Where to begin with some of these fragments and directions in the lifespan of Snail Time so far? Part one focused on the relationship between the library and playground. Thumbing through that first publication, documentation of the exhibition at Window—located in the foyer of The University of Auckland’s General Library—has been printed as glossy 6x4s, placed loose inside so that they slip out, continuing to announce themselves. These photos show two paper-mâché and resin sculptures resembling spring riders, a form of playground equipment. One resembles a snail and the other a leaf. Unfolded versions of the publication’s dust jacket are taped to the gallery’s front glass, a reference to a playful gesture that was integral to this iteration of the project: inserting a copy of it into the shelves of the library’s general collection. This move makes me think of poet and editor Quinn Latimer’s observation that books have a “different time”, one that is “wildly different, wildly longer, more public and more intimate.”5 A desire to share wider, look closer, and play with notions of posterity and happenstance—and gently probe paradigmatic structures—characterises the ongoing ambitions of Lucy and Ziggy’s project. 

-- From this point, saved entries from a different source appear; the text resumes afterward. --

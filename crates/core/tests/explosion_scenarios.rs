//! Blast propagation scenarios driven through the public tick API
use approx::assert_relative_eq;
use blast_arena_core::simulation::ScheduledEffect;
use blast_arena_core::{
    ArenaConfig, ArenaEvent, ArenaGrid, ArenaSimulation, Cell, Companion, Coord, Direction,
    Loadout, Millis, PlayerId, PowerupKind, RoundOutcome, SpawnSource,
};

#[ctor::ctor]
fn init_tracing() {
    let _ = tracing_subscriber::fmt()
        .with_env_filter(tracing_subscriber::EnvFilter::from_default_env())
        .with_test_writer()
        .try_init();
}

fn quiet_config() -> ArenaConfig {
    ArenaConfig {
        ambient_powerup_chance: 0.0,
        ..ArenaConfig::default().with_seed(2024)
    }
}

fn open_arena(config: ArenaConfig) -> ArenaSimulation {
    let grid = ArenaGrid::open(config.grid_size);
    ArenaSimulation::with_grid(config, grid).unwrap()
}

fn assert_wall_lattice(sim: &ArenaSimulation) {
    for (coord, cell) in sim.grid().iter() {
        let lattice = coord.x % 2 == 0 && coord.y % 2 == 0;
        assert_eq!(cell == Cell::Wall, lattice, "wall lattice broken at {coord}");
    }
}

#[test]
fn test_range_one_bomb_from_spawn() {
    let mut sim = open_arena(quiet_config());

    sim.submit_bomb(PlayerId::P1);
    sim.update(Millis::new(10));
    assert_eq!(sim.player(PlayerId::P1).live_bombs().len(), 1);

    sim.submit_move(PlayerId::P1, Direction::Down);
    sim.update(Millis::new(10));
    sim.update(Millis::new(190));
    sim.submit_move(PlayerId::P1, Direction::Down);
    sim.update(Millis::new(10));
    assert_eq!(sim.player(PlayerId::P1).position(), Coord::new(1, 3));

    // fuse expires at 10 + 2000
    sim.update(Millis::new(1789));
    assert_eq!(sim.cell(Coord::new(1, 1)), Some(Cell::Bomb));
    let report = sim.update(Millis::new(1));
    assert_eq!(report.now, Millis::new(2010));

    for coord in [
        Coord::new(1, 1),
        Coord::new(0, 1),
        Coord::new(2, 1),
        Coord::new(1, 0),
        Coord::new(1, 2),
    ] {
        assert_eq!(sim.cell(coord), Some(Cell::Explosion), "{coord}");
    }
    assert_eq!(sim.cell(Coord::new(3, 1)), Some(Cell::Empty));
    assert!(sim.player(PlayerId::P1).live_bombs().is_empty());
    assert!(sim.player(PlayerId::P1).is_alive());
    assert_wall_lattice(&sim);

    // footprint clears after the display duration
    sim.update(Millis::new(500));
    assert_eq!(sim.cell(Coord::new(1, 2)), Some(Cell::Empty));
    assert_eq!(sim.live_explosion_count(), 0);
}

#[test]
fn test_chain_waits_for_delay() {
    let config = quiet_config().with_loadout(
        PlayerId::P1,
        Loadout {
            speed: 1.0,
            bomb_range: 1,
            max_bombs: 2,
            companion: None,
        },
    );
    let mut sim = open_arena(config);

    sim.submit_bomb(PlayerId::P1);
    sim.update(Millis::new(10));
    sim.submit_move(PlayerId::P1, Direction::Right);
    sim.update(Millis::new(10));
    sim.submit_bomb(PlayerId::P1);
    sim.update(Millis::new(280));
    let second = sim.bombs().at(Coord::new(2, 1)).unwrap().id();

    sim.submit_move(PlayerId::P1, Direction::Right);
    sim.update(Millis::new(10));
    sim.update(Millis::new(200));
    sim.submit_move(PlayerId::P1, Direction::Down);
    sim.update(Millis::new(10));
    assert_eq!(sim.player(PlayerId::P1).position(), Coord::new(3, 2));

    // first bomb: 10 + 2000
    sim.update(Millis::new(1490));
    assert_eq!(sim.now(), Millis::new(2010));
    assert!(sim.bombs().get(second).unwrap().is_chain_pending());
    let chain = sim
        .pending_effects()
        .into_iter()
        .find(|e| e.effect == ScheduledEffect::ChainDetonation(second))
        .unwrap();
    assert_eq!(chain.due, Millis::new(2110));

    sim.update(Millis::new(90));
    assert!(sim.bombs().contains(second));

    let report = sim.update(Millis::new(10));
    assert!(!sim.bombs().contains(second));
    assert!(report.events.iter().any(|e| matches!(
        e,
        ArenaEvent::BombDetonated { bomb, chained: true, .. } if *bomb == second
    )));
    assert_eq!(sim.cell(Coord::new(3, 1)), Some(Cell::Explosion));
    assert_eq!(sim.cell(Coord::new(3, 2)), Some(Cell::Empty));
    assert!(sim.player(PlayerId::P1).is_alive());
    assert!(sim.player(PlayerId::P1).live_bombs().is_empty());

    // its own fuse later finds nothing to do
    let report = sim.update(Millis::new(300));
    assert!(!report
        .events
        .iter()
        .any(|e| matches!(e, ArenaEvent::BombDetonated { .. })));
}

#[test]
fn test_companion_loss_restores_boosted_speed() {
    let config = quiet_config();
    let mut grid = ArenaGrid::open(config.grid_size);
    grid.set(Coord::new(1, 2), Cell::Powerup(PowerupKind::SpeedBoost));
    grid.set(Coord::new(1, 3), Cell::Powerup(PowerupKind::PetOwl));
    let mut sim = ArenaSimulation::with_grid(config, grid).unwrap();

    sim.submit_move(PlayerId::P1, Direction::Down);
    sim.update(Millis::new(10));
    assert_relative_eq!(sim.player(PlayerId::P1).speed(), 1.5);
    assert_relative_eq!(sim.player(PlayerId::P1).base_speed(), 1.5);

    // cooldown at speed 1.5 is 134ms
    sim.submit_move(PlayerId::P1, Direction::Down);
    sim.update(Millis::new(140));
    let p1 = sim.player(PlayerId::P1);
    assert_eq!(p1.position(), Coord::new(1, 3));
    assert_relative_eq!(p1.speed(), 2.0);
    assert!(p1.companion().is_some());

    sim.submit_bomb(PlayerId::P1);
    sim.update(Millis::new(10));
    let report = sim.update(Millis::new(2000));

    assert!(report
        .events
        .iter()
        .any(|e| matches!(e, ArenaEvent::CompanionLost { player: PlayerId::P1, .. })));
    let p1 = sim.player(PlayerId::P1);
    assert!(p1.is_alive());
    assert!(p1.companion().is_none());
    assert_relative_eq!(p1.speed(), 1.5);
    assert!(p1.is_invulnerable(sim.now()));
    assert_eq!(p1.invulnerable_until(), Millis::new(2160 + 1500));
    assert!(sim.status().is_active());

    // standing in the live blast does nothing while invulnerable
    sim.update(Millis::new(100));
    assert!(sim.player(PlayerId::P1).is_alive());
}

#[test]
fn test_simultaneous_deaths_draw() {
    let config = quiet_config().with_grid_size(5).with_loadout(
        PlayerId::P1,
        Loadout {
            speed: 1.0,
            bomb_range: 2,
            max_bombs: 1,
            companion: None,
        },
    );
    let mut sim = open_arena(config);

    sim.submit_bomb(PlayerId::P1);
    sim.submit_move(PlayerId::P2, Direction::Up);
    sim.update(Millis::new(10));
    sim.submit_move(PlayerId::P2, Direction::Up);
    sim.update(Millis::new(200));
    assert_eq!(sim.player(PlayerId::P2).position(), Coord::new(3, 1));

    let report = sim.update(Millis::new(1800));
    assert_eq!(
        report.game_over(),
        Some((RoundOutcome::Draw, Millis::new(1000)))
    );
    assert!(!sim.player(PlayerId::P1).is_alive());
    assert!(!sim.player(PlayerId::P2).is_alive());
    assert_eq!(sim.player(PlayerId::P1).kills(), 1);
    assert_eq!(sim.player(PlayerId::P2).kills(), 0);

    let kills: Vec<_> = report
        .events
        .iter()
        .filter(|e| matches!(e, ArenaEvent::PlayerKilled { .. }))
        .collect();
    assert_eq!(kills.len(), 2);
}

#[test]
fn test_companion_absorbs_overlapping_blasts_once() {
    let config = quiet_config()
        .with_grid_size(7)
        .with_loadout(
            PlayerId::P1,
            Loadout {
                speed: 1.0,
                bomb_range: 1,
                max_bombs: 1,
                companion: Some(Companion::Owl),
            },
        )
        .with_loadout(
            PlayerId::P2,
            Loadout {
                speed: 1.0,
                bomb_range: 2,
                max_bombs: 1,
                companion: None,
            },
        );
    let mut sim = open_arena(config);

    // P2 walks from (5, 5) to (1, 3), two cells below P1
    sim.submit_move(PlayerId::P2, Direction::Up);
    sim.update(Millis::new(10));
    for direction in [
        Direction::Up,
        Direction::Left,
        Direction::Left,
        Direction::Left,
        Direction::Left,
    ] {
        sim.submit_move(PlayerId::P2, direction);
        sim.update(Millis::new(200));
    }
    assert_eq!(sim.now(), Millis::new(1010));
    assert_eq!(sim.player(PlayerId::P2).position(), Coord::new(1, 3));

    // both fuses expire at 3020 and both blasts cover (1, 1)
    sim.submit_bomb(PlayerId::P1);
    sim.submit_bomb(PlayerId::P2);
    sim.update(Millis::new(10));
    let due: Vec<Millis> = sim.bombs().sorted().iter().map(|b| b.detonates_at()).collect();
    assert_eq!(due, vec![Millis::new(3020), Millis::new(3020)]);

    sim.submit_move(PlayerId::P2, Direction::Down);
    sim.update(Millis::new(190));
    sim.submit_move(PlayerId::P2, Direction::Down);
    sim.update(Millis::new(200));
    sim.submit_move(PlayerId::P2, Direction::Right);
    sim.update(Millis::new(200));
    assert_eq!(sim.player(PlayerId::P2).position(), Coord::new(2, 5));

    let mut events = sim.update(Millis::new(1410)).events;
    assert_eq!(sim.now(), Millis::new(3020));
    events.extend(sim.update(Millis::new(200)).events);

    let detonations = events
        .iter()
        .filter(|e| matches!(e, ArenaEvent::BombDetonated { .. }))
        .count();
    assert_eq!(detonations, 2);
    let losses: Vec<_> = events
        .iter()
        .filter(|e| matches!(e, ArenaEvent::CompanionLost { .. }))
        .collect();
    assert_eq!(
        losses,
        vec![&ArenaEvent::CompanionLost {
            player: PlayerId::P1,
            companion: Companion::Owl,
            invulnerable_until: Millis::new(4520),
        }]
    );
    assert!(!events
        .iter()
        .any(|e| matches!(e, ArenaEvent::PlayerKilled { .. })));

    let p1 = sim.player(PlayerId::P1);
    assert!(p1.is_alive());
    assert!(p1.companion().is_none());
    assert!(sim.player(PlayerId::P2).is_alive());
    assert!(sim.status().is_active());
}

#[test]
fn test_grass_drop_appears_when_blast_clears() {
    let config = ArenaConfig {
        grass_powerup_chance: 1.0,
        ..quiet_config()
    };
    let mut grid = ArenaGrid::open(config.grid_size);
    grid.set(Coord::new(3, 1), Cell::Grass);
    grid.set(Coord::new(4, 1), Cell::Grass);
    let mut sim = ArenaSimulation::with_grid(config, grid).unwrap();

    sim.submit_move(PlayerId::P1, Direction::Right);
    sim.update(Millis::new(10));
    sim.submit_bomb(PlayerId::P1);
    sim.update(Millis::new(10));
    sim.submit_move(PlayerId::P1, Direction::Left);
    sim.update(Millis::new(200));
    sim.submit_move(PlayerId::P1, Direction::Down);
    sim.update(Millis::new(200));
    assert_eq!(sim.player(PlayerId::P1).position(), Coord::new(1, 2));

    // bomb at (2, 1) planted at 20
    sim.update(Millis::new(1600));
    assert_eq!(sim.now(), Millis::new(2020));
    assert_eq!(sim.cell(Coord::new(3, 1)), Some(Cell::GrassBreaking));
    assert_eq!(sim.cell(Coord::new(4, 1)), Some(Cell::Grass));

    sim.update(Millis::new(200));
    assert_eq!(sim.cell(Coord::new(3, 1)), Some(Cell::Empty));

    let report = sim.update(Millis::new(300));
    assert!(matches!(sim.cell(Coord::new(3, 1)), Some(Cell::Powerup(_))));
    assert!(report.events.iter().any(|e| matches!(
        e,
        ArenaEvent::PowerupSpawned { position, .. } if *position == Coord::new(3, 1)
    )));
    assert_eq!(sim.cell(Coord::new(4, 1)), Some(Cell::Grass));
}

#[test]
fn test_bomb_at_capacity_is_noop() {
    let mut sim = open_arena(quiet_config());
    sim.submit_bomb(PlayerId::P1);
    sim.update(Millis::new(10));
    sim.submit_move(PlayerId::P1, Direction::Right);
    sim.update(Millis::new(10));

    let grid = sim.grid().clone();
    let bombs = sim.live_bomb_count();
    let pending = sim.pending_effects().len();

    sim.submit_bomb(PlayerId::P1);
    let report = sim.update(Millis::new(10));

    assert_eq!(sim.grid(), &grid);
    assert_eq!(sim.live_bomb_count(), bombs);
    assert_eq!(sim.pending_effects().len(), pending);
    assert!(report.events.is_empty());
    assert!(sim.executed_intents().is_empty());
}

#[test]
fn test_ambient_spawn_on_wall_discarded() {
    let mut sim = open_arena(quiet_config());
    let before = sim.grid().clone();

    assert_eq!(
        sim.try_spawn_powerup(Coord::new(4, 4), SpawnSource::Ambient),
        None
    );
    assert_eq!(sim.grid(), &before);
}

When we video call to talk about Snail Time II, it’s the last day of the show. The artists are in RM sitting next to what they describe as a helical plywood ramp (helical means having the shape or form of a helix or spiral), elevated around a central gravel pit. Installed next to RM’s library and archive, this structure was first deployed by the artists in their previous installation Looking Forwards and Backwards (2017) at Blue Oyster, a kind of experiment in how an atmosphere of collaboration could translate into exhibition making. Ziggy takes me on a laptop tour of the ramp, so I can register the rise and fall of his footsteps on the uneven surface. Various found objects, printed and organic materials are strewn around, all accumulated over the course of the exhibition, It takes me a while to discern what I’m seeing on screen: two revolving mirrors held up by motorised, rotating structures placed on the gravel, which reflect and interrupt the path of a projector tucked underneath the ramp. This setup complicates the experience of looking, refracting and blocking different parts of the projector beam, rotating images around the walls of the gallery, and throwing back partial, shifting views of the installation. I can’t help but immediately cast the mirrors as stand-ins for the artists, their thoughts circling one another. 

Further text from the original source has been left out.